We investigate two archetypical compositions for oxide glasses, namely pure SiO₂ and binary Na₂O-$x$SiO₂, with $x=3,4,5,7,10,$ and 20. The atomic interactions are described by a two-body effective potential (SHIK) Sundararaman et al. (2018, 2019) which has been shown to give a reliable description of the structural, mechanical and surface properties of sodium silicate glasses Zhang et al. (2020a, b). Our samples contain typically $2.3\times 10^{6}$ atoms, corresponding to box sizes of around 20 nm$\times$30 nm$\times$50 nm (in the $x$, $y$, and $z$ directions, respectively). Periodic boundary conditions were applied in the $x$ and $y$ directions while in the $z$-direction we introduced (in the melt) two free surfaces. The samples were melted and equilibrated at a high temperature (composition dependent) and then cooled down to 300 K under zero pressure. In the following we will refer to these two surfaces, generated by the melt-quench procedure, as MS. The glass samples were then subjected to an uniaxial tension with a strain rate of 0.5 ns^-1 in the $y$-direction until complete fracture occurred, creating thus two FS. The surface atoms were identified by using a well-established geometric method Edelsbrunner and Mücke (1994) which allows thus to study the topographical features of the surfaces. More details on the sample preparation and surface construction are given in the Supplemental Material (SM).

Figure 1 shows the (color coded) height fluctuations of the surfaces for three representatives compositions: Silica, NS10 ($\approx$9% Na₂O), and NS3 (25% Na₂O). The top and bottom panels are for the MS and FS, respectively and the $z=0$ level has been determined such that the mean of the fluctuations is zero. For the MS, panels (a-c), one recognizes that the amplitude of these height fluctuations seems to be independent of the composition, and that also the spatial extent of the structures are independent of the Na₂O content. In contrast to this, the FS, panels (d-f), show height fluctuations that are larger than the ones for the MS and clearly grow in amplitude and extent if the concentration of Na₂O increases. Also one recognizes that the surfaces seem to be anisotropic and in the following we will quantify these observations.

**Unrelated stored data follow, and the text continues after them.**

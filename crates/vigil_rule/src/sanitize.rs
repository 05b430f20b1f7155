//! Payload preparation before a rule is sent to the backend.

use crate::model::Rule;
use tracing::debug;

/// Builds the body sent to the persistence endpoint.
///
/// Degenerate warning triggers are removed. A duplicated rule loses every
/// backend identifier so the backend creates fresh objects.
#[must_use]
pub fn prepare_payload(rule: &Rule, duplicate: bool) -> Rule {
    let mut payload = rule.clone();

    match &mut payload {
        Rule::Issue(issue) => {
            if duplicate {
                issue.id = None;
                issue.date_created = None;
            }
        }
        Rule::Metric(metric) => {
            let stripped = metric.strip_degenerate_warnings();
            if stripped > 0 {
                debug!("Stripped {} empty warning trigger(s) from payload", stripped);
            }
            if duplicate {
                metric.id = None;
                metric.date_created = None;
                for trigger in &mut metric.triggers {
                    trigger.id = None;
                    for action in &mut trigger.actions {
                        action.id = None;
                    }
                }
            }
        }
    }

    payload
}
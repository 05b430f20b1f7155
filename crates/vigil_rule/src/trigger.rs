//! Metric rule triggers and their notification actions.

use crate::error::{Error, Result};
use serde::{Deserialize, Serialize};

/// Severity tag of a trigger.
#[derive(Debug, Clone, Copy, PartialEq, Eq, Hash, PartialOrd, Ord, Serialize, Deserialize)]
#[serde(rename_all = "lowercase")]
pub enum TriggerLabel {
    /// Primary alert level.
    Critical,
    /// Secondary, less extreme alert level.
    Warning,
    /// Recovery level.
    Resolve,
}

impl std::fmt::Display for TriggerLabel {
    fn fmt(&self, f: &mut std::fmt::Formatter<'_>) -> std::fmt::Result {
        match self {
            Self::Critical => write!(f, "critical"),
            Self::Warning => write!(f, "warning"),
            Self::Resolve => write!(f, "resolve"),
        }
    }
}

/// Direction a metric must cross to alert.
#[derive(Debug, Clone, Copy, PartialEq, Eq, Default, Serialize, Deserialize)]
#[serde(try_from = "u8", into = "u8")]
pub enum ThresholdType {
    /// Alert when the metric goes above the threshold.
    #[default]
    Above,
    /// Alert when the metric goes below the threshold.
    Below,
}

impl TryFrom<u8> for ThresholdType {
    type Error = Error;

    fn try_from(value: u8) -> Result<Self> {
        match value {
            0 => Ok(Self::Above),
            1 => Ok(Self::Below),
            other => Err(Error::InvalidThresholdType(other)),
        }
    }
}

impl From<ThresholdType> for u8 {
    fn from(value: ThresholdType) -> Self {
        match value {
            ThresholdType::Above => 0,
            ThresholdType::Below => 1,
        }
    }
}

/// How the metric is compared against a threshold.
#[derive(Debug, Clone, Copy, PartialEq, Eq, Default)]
pub enum ComparisonType {
    /// Static value.
    #[default]
    Count,
    /// Percentage change against a prior period.
    Change,
}

/// Notification integration used by a trigger action.
#[derive(Debug, Clone, Copy, PartialEq, Eq, Hash, Serialize, Deserialize)]
#[serde(try_from = "String", into = "String")]
pub enum ActionType {
    /// Email a user or team.
    Email,
    /// Post to Slack.
    Slack,
    /// Post to Microsoft Teams.
    MsTeams,
    /// Page through PagerDuty.
    PagerDuty,
    /// Alert through Opsgenie.
    Opsgenie,
    /// Post to Discord.
    Discord,
    /// Deliver to an installed app.
    SentryApp,
}

impl ActionType {
    /// All registered action types.
    pub const ALL: [Self; 7] = [
        Self::Email,
        Self::Slack,
        Self::MsTeams,
        Self::PagerDuty,
        Self::Opsgenie,
        Self::Discord,
        Self::SentryApp,
    ];

    /// Returns the wire name.
    pub const fn as_str(self) -> &'static str {
        match self {
            Self::Email => "email",
            Self::Slack => "slack",
            Self::MsTeams => "msteams",
            Self::PagerDuty => "pagerduty",
            Self::Opsgenie => "opsgenie",
            Self::Discord => "discord",
            Self::SentryApp => "sentry_app",
        }
    }

    /// Resolves a wire name.
    ///
    /// # Errors
    ///
    /// Returns [`Error::UnknownActionType`] for names outside the registry.
    pub fn parse(name: &str) -> Result<Self> {
        Self::ALL
            .into_iter()
            .find(|kind| kind.as_str() == name)
            .ok_or_else(|| Error::UnknownActionType(name.to_string()))
    }

    /// True when the backend may need to look the target up asynchronously.
    pub const fn resolves_channel(self) -> bool {
        matches!(self, Self::Slack | Self::MsTeams | Self::Discord)
    }
}

impl TryFrom<String> for ActionType {
    type Error = Error;

    fn try_from(name: String) -> Result<Self> {
        Self::parse(&name)
    }
}

impl From<ActionType> for String {
    fn from(kind: ActionType) -> Self {
        kind.as_str().to_string()
    }
}

/// What a trigger action's `targetIdentifier` refers to.
#[derive(Debug, Clone, Copy, PartialEq, Eq, Serialize, Deserialize)]
#[serde(rename_all = "snake_case")]
pub enum TargetType {
    /// Integration-specific target such as a channel name.
    Specific,
    /// A member of the organization.
    User,
    /// A team of the organization.
    Team,
    /// An installed app.
    SentryApp,
}

/// A notification attached to a trigger.
#[derive(Debug, Clone, PartialEq, Eq, Serialize, Deserialize)]
#[serde(rename_all = "camelCase")]
pub struct TriggerAction {
    /// Backend identifier, absent for new actions.
    #[serde(default, skip_serializing_if = "Option::is_none")]
    pub id: Option<String>,
    /// Integration used.
    #[serde(rename = "type")]
    pub action_type: ActionType,
    /// Kind of target.
    pub target_type: TargetType,
    /// Target reference: member id, team id or channel name.
    #[serde(default)]
    pub target_identifier: Option<String>,
    /// Channel id resolved by the backend, if already known.
    #[serde(default, skip_serializing_if = "Option::is_none")]
    pub input_channel_id: Option<String>,
    /// Integration installation, for integration-backed types.
    #[serde(default, skip_serializing_if = "Option::is_none")]
    pub integration_id: Option<u64>,
}

impl TriggerAction {
    /// Creates an action pointing at the given target.
    #[must_use]
    pub fn new(
        action_type: ActionType,
        target_type: TargetType,
        target_identifier: impl Into<String>,
    ) -> Self {
        Self {
            id: None,
            action_type,
            target_type,
            target_identifier: Some(target_identifier.into()),
            input_channel_id: None,
            integration_id: None,
        }
    }

    /// Returns true if the action names a target.
    pub fn has_target(&self) -> bool {
        self.target_identifier
            .as_deref()
            .is_some_and(|target| !target.trim().is_empty())
    }
}

/// A named threshold level within a metric rule.
#[derive(Debug, Clone, PartialEq, Serialize, Deserialize)]
#[serde(rename_all = "camelCase")]
pub struct Trigger {
    /// Backend identifier, absent for new triggers.
    #[serde(default, skip_serializing_if = "Option::is_none")]
    pub id: Option<String>,
    /// Severity tag.
    pub label: TriggerLabel,
    /// Threshold the metric must cross, if set.
    #[serde(default, deserialize_with = "threshold::deserialize")]
    pub alert_threshold: Option<f64>,
    /// Notifications sent when the trigger fires.
    #[serde(default)]
    pub actions: Vec<TriggerAction>,
}

impl Trigger {
    /// Creates a trigger with no threshold and no actions.
    #[must_use]
    pub const fn new(label: TriggerLabel) -> Self {
        Self {
            id: None,
            label,
            alert_threshold: None,
            actions: Vec::new(),
        }
    }

    /// Sets the alert threshold.
    #[must_use]
    pub fn with_threshold(mut self, threshold: f64) -> Self {
        self.alert_threshold = Some(threshold);
        self
    }

    /// Adds a notification action.
    #[must_use]
    pub fn with_action(mut self, action: TriggerAction) -> Self {
        self.actions.push(action);
        self
    }

    /// A warning trigger with neither a threshold nor actions is treated as
    /// not configured at all.
    pub fn is_degenerate_warning(&self) -> bool {
        self.label == TriggerLabel::Warning
            && self.alert_threshold.is_none()
            && self.actions.is_empty()
    }
}

/// Lenient threshold decoding for form-originated payloads.
///
/// Accepts a number, a numeric string, `""`, `null` or an absent field.
pub mod threshold {
    use serde::de::Error as _;
    use serde::{Deserialize, Deserializer};

    #[derive(Deserialize)]
    #[serde(untagged)]
    enum Raw {
        Number(f64),
        Text(String),
    }

    /// Deserializes an optional threshold.
    ///
    /// # Errors
    ///
    /// Fails for non-numeric text and non-finite numbers.
    pub fn deserialize<'de, D>(deserializer: D) -> Result<Option<f64>, D::Error>
    where
        D: Deserializer<'de>,
    {
        match Option::<Raw>::deserialize(deserializer)? {
            None => Ok(None),
            Some(Raw::Number(value)) if value.is_finite() => Ok(Some(value)),
            Some(Raw::Number(value)) => Err(D::Error::custom(crate::Error::InvalidThreshold(
                value.to_string(),
            ))),
            Some(Raw::Text(text)) => parse(&text).map_err(D::Error::custom),
        }
    }

    /// Parses threshold text, treating blank input as unset.
    ///
    /// # Errors
    ///
    /// Returns [`crate::Error::InvalidThreshold`] for non-numeric text.
    pub fn parse(text: &str) -> crate::Result<Option<f64>> {
        let trimmed = text.trim();
        if trimmed.is_empty() {
            return Ok(None);
        }
        trimmed
            .parse::<f64>()
            .ok()
            .filter(|value| value.is_finite())
            .map(Some)
            .ok_or_else(|| crate::Error::InvalidThreshold(text.to_string()))
    }
}
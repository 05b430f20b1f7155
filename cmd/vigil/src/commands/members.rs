//! Members command implementation.

use anyhow::{Context, Result};
use vigil_api::{ClientConfig, HttpTransport, MemberCache};

/// Runs the members command.
pub async fn run(config: ClientConfig) -> Result<()> {
    let transport = HttpTransport::new(config).with_context(|| "Failed to create API client")?;
    let members = MemberCache::new()
        .load(&transport)
        .await
        .with_context(|| "Failed to list members")?;

    for member in members.iter() {
        println!("{}\t{}\t{}", member.id, member.name, member.email);
    }
    Ok(())
}
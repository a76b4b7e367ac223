//! Row-major walk over every coordinate of a [`World`].
//!
//! Index `i` maps to `(i % width, i / width)`, so grids do not have to be
//! square. Walks never touch the storage directly, they only go through
//! [`World::get_status`], hence dense and sparse worlds enumerate the same way.
//!
//! Two entry points are offered:
//! - [`Traverse::cells`] and [`Traverse::slice`] hand out a [`Traversal`], a
//!   regular iterator that plugs into `map`, `zip`, `take` and friends.
//! - [`Traverse::reduce`] folds with an explicit [`Step`] signal, letting the
//!   caller halt early or suspend and later [`Continuation::resume`].

use std::iter::FusedIterator;

use crate::{pos, Error, Pos, Result, Status, World};

/// What a reducing step wants to happen next.
#[derive(Debug, Clone, Copy, PartialEq, Eq)]
pub enum Step<A> {
    Continue(A),
    Halt(A),
    Suspend(A),
}

/// How a reduction ended.
#[derive(Debug, Clone)]
pub enum Reduced<W, A> {
    /// Every coordinate was visited.
    Done(A),
    /// A step asked to stop, remaining coordinates were dropped.
    Halted(A),
    /// A step asked to pause, the continuation picks up at the next coordinate.
    Suspended(A, Continuation<W>),
}

impl<W, A> Reduced<W, A> {
    pub fn into_acc(self) -> A {
        match self {
            Reduced::Done(acc) | Reduced::Halted(acc) | Reduced::Suspended(acc, _) => acc,
        }
    }
}

/// A paused reduction. Resuming does not consume it: every call replays from
/// the same index against the same world.
#[derive(Debug, Clone)]
pub struct Continuation<W> {
    world: W,
    index: usize,
}

impl<W> Continuation<W>
where
    W: World,
{
    /// Index of the next coordinate to be visited.
    pub fn index(&self) -> usize {
        self.index
    }

    pub fn resume<A, F>(&self, acc: A, step: F) -> Reduced<W, A>
    where
        F: FnMut(A, (Pos, Status)) -> Step<A>,
    {
        reduce_from(&self.world, self.index, acc, step)
    }
}

/// Sides never exceed `i32::MAX`, so both components fit.
fn pos_at(width: u32, index: usize) -> Pos {
    let width = width as usize;
    pos!((index % width) as i32, (index / width) as i32)
}

fn reduce_from<W, A, F>(world: &W, start: usize, mut acc: A, mut step: F) -> Reduced<W, A>
where
    W: World,
    F: FnMut(A, (Pos, Status)) -> Step<A>,
{
    for index in start..world.count() {
        let pos = pos_at(world.width(), index);
        match step(acc, (pos, world.get_status(pos))) {
            Step::Continue(next) => acc = next,
            Step::Halt(acc) => return Reduced::Halted(acc),
            Step::Suspend(acc) => {
                let continuation = Continuation {
                    world: world.clone(),
                    index: index + 1,
                };
                return Reduced::Suspended(acc, continuation);
            }
        }
    }
    Reduced::Done(acc)
}

/// Sequence view available on every [`World`].
pub trait Traverse: World {
    fn cells(&self) -> Traversal<'_, Self> {
        Traversal {
            world: self,
            front: 0,
            back: self.count(),
        }
    }

    /// Number of coordinates, without walking them.
    fn count(&self) -> usize {
        self.width() as usize * self.height() as usize
    }

    fn member(&self, pos: Pos) -> bool {
        self.in_bounds(pos)
    }

    fn reduce<A, F>(&self, acc: A, step: F) -> Reduced<Self, A>
    where
        F: FnMut(A, (Pos, Status)) -> Step<A>,
    {
        reduce_from(self, 0, acc, step)
    }

    /// `length` consecutive coordinates starting at row-major index `start`.
    fn slice(&self, start: usize, length: usize) -> Result<Traversal<'_, Self>> {
        let count = self.count();
        match start.checked_add(length) {
            Some(end) if end <= count => Ok(Traversal {
                world: self,
                front: start,
                back: end,
            }),
            _ => Err(Error::SliceOutOfBounds {
                start,
                length,
                count,
            }),
        }
    }
}

impl<W> Traverse for W where W: World {}

/// Iterator over `(Pos, Status)` pairs of a contiguous index range.
#[derive(Debug, Clone)]
pub struct Traversal<'w, W> {
    world: &'w W,
    front: usize,
    back: usize,
}

impl<'w, W> Traversal<'w, W>
where
    W: World,
{
    fn at(&self, index: usize) -> (Pos, Status) {
        let pos = pos_at(self.world.width(), index);
        (pos, self.world.get_status(pos))
    }
}

impl<'w, W> Iterator for Traversal<'w, W>
where
    W: World,
{
    type Item = (Pos, Status);

    fn next(&mut self) -> Option<Self::Item> {
        if self.front >= self.back {
            return None;
        }
        let item = self.at(self.front);
        self.front += 1;
        Some(item)
    }

    fn size_hint(&self) -> (usize, Option<usize>) {
        let len = self.back - self.front;
        (len, Some(len))
    }

    fn nth(&mut self, n: usize) -> Option<Self::Item> {
        self.front = self.front.saturating_add(n).min(self.back);
        self.next()
    }
}

impl<'w, W> DoubleEndedIterator for Traversal<'w, W>
where
    W: World,
{
    fn next_back(&mut self) -> Option<Self::Item> {
        if self.front >= self.back {
            return None;
        }
        self.back -= 1;
        Some(self.at(self.back))
    }
}

impl<'w, W> ExactSizeIterator for Traversal<'w, W> where W: World {}

impl<'w, W> FusedIterator for Traversal<'w, W> where W: World {}
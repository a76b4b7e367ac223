use std::{fs, io::stdout, path::PathBuf, thread, time::Duration};

use anyhow::Context;
use clap::Parser;
use log::info;

use lifegrid::{parse, Generations, View, World};

#[derive(Debug, Parser)]
#[command(name = "lifegrid", about = "Plays the game of life from a plain text pattern")]
struct Args {
    /// Pattern file, `#` marks an alive cell
    path: PathBuf,
    /// Grid width, defaults to the pattern width
    #[arg(long)]
    width: Option<u32>,
    /// Grid height, defaults to the pattern height
    #[arg(long)]
    height: Option<u32>,
    /// Number of generations to show, the seed included
    #[arg(long, default_value_t = 100)]
    generations: usize,
    /// Delay between two generations
    #[arg(long, default_value_t = 200)]
    interval_ms: u64,
    /// Print frames one after another instead of redrawing the terminal
    #[arg(long)]
    plain: bool,
}

fn main() -> anyhow::Result<()> {
    env_logger::Builder::from_env(env_logger::Env::default().default_filter_or("info")).init();
    let args = Args::parse();

    let content = fs::read_to_string(&args.path)
        .with_context(|| format!("failed to read pattern {}", args.path.display()))?;
    let pattern = parse(&content);
    let width = args.width.unwrap_or(pattern.width);
    let height = args.height.unwrap_or(pattern.height);
    let seed = pattern
        .into_environment(height, width)
        .context("pattern does not fit the requested grid")?;
    info!(
        "playing {} generations on a {width}x{height} grid with {} alive cells",
        args.generations,
        seed.population()
    );

    let interval = Duration::from_millis(args.interval_ms);
    let mut view = View::new(stdout(), args.plain);
    for (generation, world) in Generations::new(seed).take(args.generations).enumerate() {
        view.display(generation, &world)
            .context("failed to draw generation")?;
        if world.is_extinct() {
            info!("extinct at generation {generation}");
            break;
        }
        thread::sleep(interval);
    }
    Ok(())
}
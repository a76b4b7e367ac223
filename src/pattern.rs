//! Plain text patterns: one line per row, `#` for alive, anything else dead.
//! This is the format [`crate::render`] produces.

use std::str::FromStr;

use log::debug;

use crate::{pos, Environment, Error, Pos, Result};

#[derive(Debug, Clone, PartialEq, Eq)]
pub struct Pattern {
    pub actives: Vec<Pos>,
    pub width: u32,
    pub height: u32,
}

impl Pattern {
    /// Places the pattern at the origin of a `width`x`height` grid.
    pub fn into_environment(self, height: u32, width: u32) -> Result<Environment> {
        if self.width > width || self.height > height {
            return Err(Error::PatternOutOfBounds {
                width: self.width,
                height: self.height,
                max_width: width,
                max_height: height,
            });
        }
        Ok(Environment::new(height, width, self.actives))
    }
}

pub fn parse(str: &str) -> Pattern {
    let mut actives = vec![];
    let mut width = 0;
    let mut height = 0;
    for (y, line) in str.lines().enumerate() {
        let mut x = 0;
        for c in line.chars() {
            if c == '#' {
                actives.push(pos!(x, y as i32));
            }
            x += 1;
        }
        width = width.max(x as u32);
        height = y as u32 + 1;
    }
    debug!("parsed a {width}x{height} pattern with {} alive cells", actives.len());
    Pattern {
        actives,
        width,
        height,
    }
}

impl FromStr for Environment {
    type Err = Error;

    /// The grid is sized to the extent of the text.
    fn from_str(str: &str) -> Result<Self> {
        let pattern = parse(str);
        let (height, width) = (pattern.height, pattern.width);
        pattern.into_environment(height, width)
    }
}

#[cfg(test)]
mod tests {
    use super::*;
    use crate::{render, Status, World};

    #[test]
    fn test_parse() {
        let pattern = parse(".#.\n..#\n###\n");
        assert_eq!(pattern.width, 3);
        assert_eq!(pattern.height, 3);
        assert_eq!(
            pattern.actives,
            vec![pos!(1, 0), pos!(2, 1), pos!(0, 2), pos!(1, 2), pos!(2, 2)]
        );
    }

    #[test]
    fn test_ragged_rows_take_the_widest() {
        let pattern = parse("#\r\n...#\n");
        assert_eq!((pattern.width, pattern.height), (4, 2));
        assert_eq!(pattern.actives, vec![pos!(0, 0), pos!(3, 1)]);
    }

    #[test]
    fn test_into_environment_bounds() {
        let pattern = parse("####\n");
        assert!(matches!(
            pattern.clone().into_environment(5, 3),
            Err(Error::PatternOutOfBounds { width: 4, .. })
        ));
        let env = pattern.into_environment(5, 5).unwrap();
        assert_eq!(env.width(), 5);
        assert_eq!(env.get_status(pos!(3, 0)), Status::Alive);
    }

    #[test]
    fn test_reads_back_render() {
        let env = Environment::new(2, 4, [pos!(0, 0), pos!(3, 1)]);
        let text = render(&env);
        assert_eq!(text.parse::<Environment>().unwrap(), env);
    }
}
use std::{collections::HashSet, sync::Arc};

use log::debug;
use metrohash::MetroBuildHasher;

use crate::{Pos, Status, World};

type Cells = HashSet<Pos, MetroBuildHasher>;

/// Widest and tallest a grid can be, every coordinate has to fit a [`Pos`].
pub const MAX_SIDE: u32 = i32::MAX as u32;

/// Sparse grid: only alive cells are stored, absence means dead.
///
/// The cell set sits behind an [`Arc`] so clones share it until one of them
/// is written to.
#[derive(Debug, Clone, PartialEq, Eq)]
pub struct Environment {
    width: u32,
    height: u32,
    cells: Arc<Cells>,
}

impl Environment {
    /// Seeds are taken as-is, out of bounds ones included. They can never be
    /// read back nor influence a neighbor count.
    ///
    /// Sides larger than [`MAX_SIDE`] are capped to it.
    pub fn new(height: u32, width: u32, actives: impl IntoIterator<Item = Pos>) -> Self {
        if width > MAX_SIDE || height > MAX_SIDE {
            debug!("capping a {width}x{height} grid to sides of at most {MAX_SIDE}");
        }
        let cells = actives.into_iter().collect();
        Self {
            width: width.min(MAX_SIDE),
            height: height.min(MAX_SIDE),
            cells: Arc::new(cells),
        }
    }

    pub fn empty(height: u32, width: u32) -> Self {
        Self::new(height, width, std::iter::empty())
    }

    pub fn is_extinct(&self) -> bool {
        self.population() == 0
    }
}

impl World for Environment {
    fn width(&self) -> u32 {
        self.width
    }

    fn height(&self) -> u32 {
        self.height
    }

    fn get_status(&self, pos: Pos) -> Status {
        Status::from(self.in_bounds(pos) && self.cells.contains(&pos))
    }

    fn set_status(&mut self, pos: Pos, status: Status) {
        if !self.in_bounds(pos) {
            debug!(
                "ignoring write of {status:?} to {pos:?} outside {}x{}",
                self.width, self.height
            );
            return;
        }
        let already = self.cells.contains(&pos);
        match (status, already) {
            (Status::Alive, false) => {
                Arc::make_mut(&mut self.cells).insert(pos);
            }
            (Status::Dead, true) => {
                Arc::make_mut(&mut self.cells).remove(&pos);
            }
            _ => (), // already in the requested state
        }
    }

    fn actives(&self) -> Vec<Pos> {
        let mut actives: Vec<_> = self
            .cells
            .iter()
            .copied()
            .filter(|&pos| self.in_bounds(pos))
            .collect();
        actives.sort_by_key(|pos| (pos.y, pos.x));
        actives
    }

    fn population(&self) -> usize {
        self.cells.iter().filter(|&&pos| self.in_bounds(pos)).count()
    }
}
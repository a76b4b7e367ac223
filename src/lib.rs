//! Conway's game of life on a bounded, sparse, persistent grid.
//!
//! ```
//! use lifegrid::{pos, tick, Environment, Status, World};
//!
//! let blinker = Environment::new(5, 5, [pos!(1, 2), pos!(2, 2), pos!(3, 2)]);
//! let next = tick(&blinker);
//! assert_eq!(next.get_status(pos!(2, 1)), Status::Alive);
//! assert_eq!(blinker.get_status(pos!(2, 1)), Status::Dead);
//! ```

pub use utils::{Pos, NEIGHBOR_OFFSETS};
mod utils;

pub use error::{Error, Result};
mod error;

pub use world::{Environment, Status, World, MAX_SIDE};
pub mod world;

pub use sim::{neighbor_count, next_status, tick, Generations};
mod sim;

pub use traversal::{Continuation, Reduced, Step, Traversal, Traverse};
pub mod traversal;

pub use view::{glyph, render, View};
mod view;

pub use pattern::{parse, Pattern};
pub mod pattern;
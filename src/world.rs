use crate::{Error, Pos};

#[derive(Debug, Clone, Copy, PartialEq, Eq, Hash, Default)]
pub enum Status {
    Alive,
    #[default]
    Dead,
}

impl Status {
    pub fn is_alive(self) -> bool {
        self == Status::Alive
    }
}

impl From<bool> for Status {
    fn from(alive: bool) -> Self {
        if alive {
            Status::Alive
        } else {
            Status::Dead
        }
    }
}

impl From<Status> for u8 {
    fn from(status: Status) -> Self {
        match status {
            Status::Alive => 1,
            Status::Dead => 0,
        }
    }
}

impl TryFrom<i64> for Status {
    type Error = Error;

    fn try_from(value: i64) -> Result<Self, Self::Error> {
        match value {
            1 => Ok(Status::Alive),
            0 => Ok(Status::Dead),
            other => Err(Error::InvalidStatus(other)),
        }
    }
}

/// A bounded grid of cells spanning `[0, width) x [0, height)`. Neither side
/// exceeds `i32::MAX`.
///
/// Implementors are values: `put_status` leaves the receiver untouched, only
/// `set_status` writes in place and is meant for building a fresh world.
pub trait World: Clone + Send + 'static {
    fn width(&self) -> u32;
    fn height(&self) -> u32;

    /// Anything outside the bounds reads as dead.
    fn get_status(&self, pos: Pos) -> Status;

    /// Writes outside the bounds are ignored.
    fn set_status(&mut self, pos: Pos, status: Status);

    /// Alive cells, in row-major order.
    fn actives(&self) -> Vec<Pos>;

    /// Number of alive cells within the bounds.
    fn population(&self) -> usize;

    fn in_bounds(&self, Pos { x, y }: Pos) -> bool {
        x >= 0 && y >= 0 && (x as i64) < self.width() as i64 && (y as i64) < self.height() as i64
    }

    fn put_status(&self, pos: Pos, status: Status) -> Self {
        let mut next = self.clone();
        next.set_status(pos, status);
        next
    }
}

pub use environment::{Environment, MAX_SIDE};
mod environment;

#[test]
fn test_status_conversions() {
    assert_eq!(Status::try_from(1i64).unwrap(), Status::Alive);
    assert_eq!(Status::try_from(0i64).unwrap(), Status::Dead);
    assert_eq!(Status::try_from(2i64), Err(Error::InvalidStatus(2)));
    assert_eq!(Status::try_from(-1i64), Err(Error::InvalidStatus(-1)));
    assert_eq!(u8::from(Status::Alive), 1);
    assert_eq!(u8::from(Status::Dead), 0);
}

Figures 2(a) and (b) show the distribution of the surface height $z$ for different glass compositions. For the MS, panel (a), we find that this distribution is basically independent of the composition, in agreement with the snapshots shown in Fig. 1. In contrast to this, the distribution for the FS shows a clear dependence on the composition in that it becomes wider with increasing Na₂O concentration (i.e., smaller $x$). The change of the surface height distribution is directly related to the surface roughness $\sigma$, which is defined as the standard deviation of height fluctuations. (Note that $\sigma$ of the FS is basically independent of the distance from the fracture origin, see Fig. S1.) Figure 2(c) shows $\sigma$ as a function of the mole concentration of Na₂O. For the MS, $\sigma$ is around 0.25 nm for silica and 0.23 nm for NS3, thus showing indeed a very mild dependence on the composition. This observation is likely related to the fact that the MS are rich in Na Zhang et al. (2020b), i.e. a species that plastifies the glass, thus allowing to smooth out even small irregularities. Using the capillary wave theory mentioned above it is possible to estimate the roughness of the MS from the surface tension, and for the case of silica one finds $\sigma\approx 0.26$ nm (data point labelled “intrinsic”) Gupta et al. (2000), in very good agreement with our simulation result.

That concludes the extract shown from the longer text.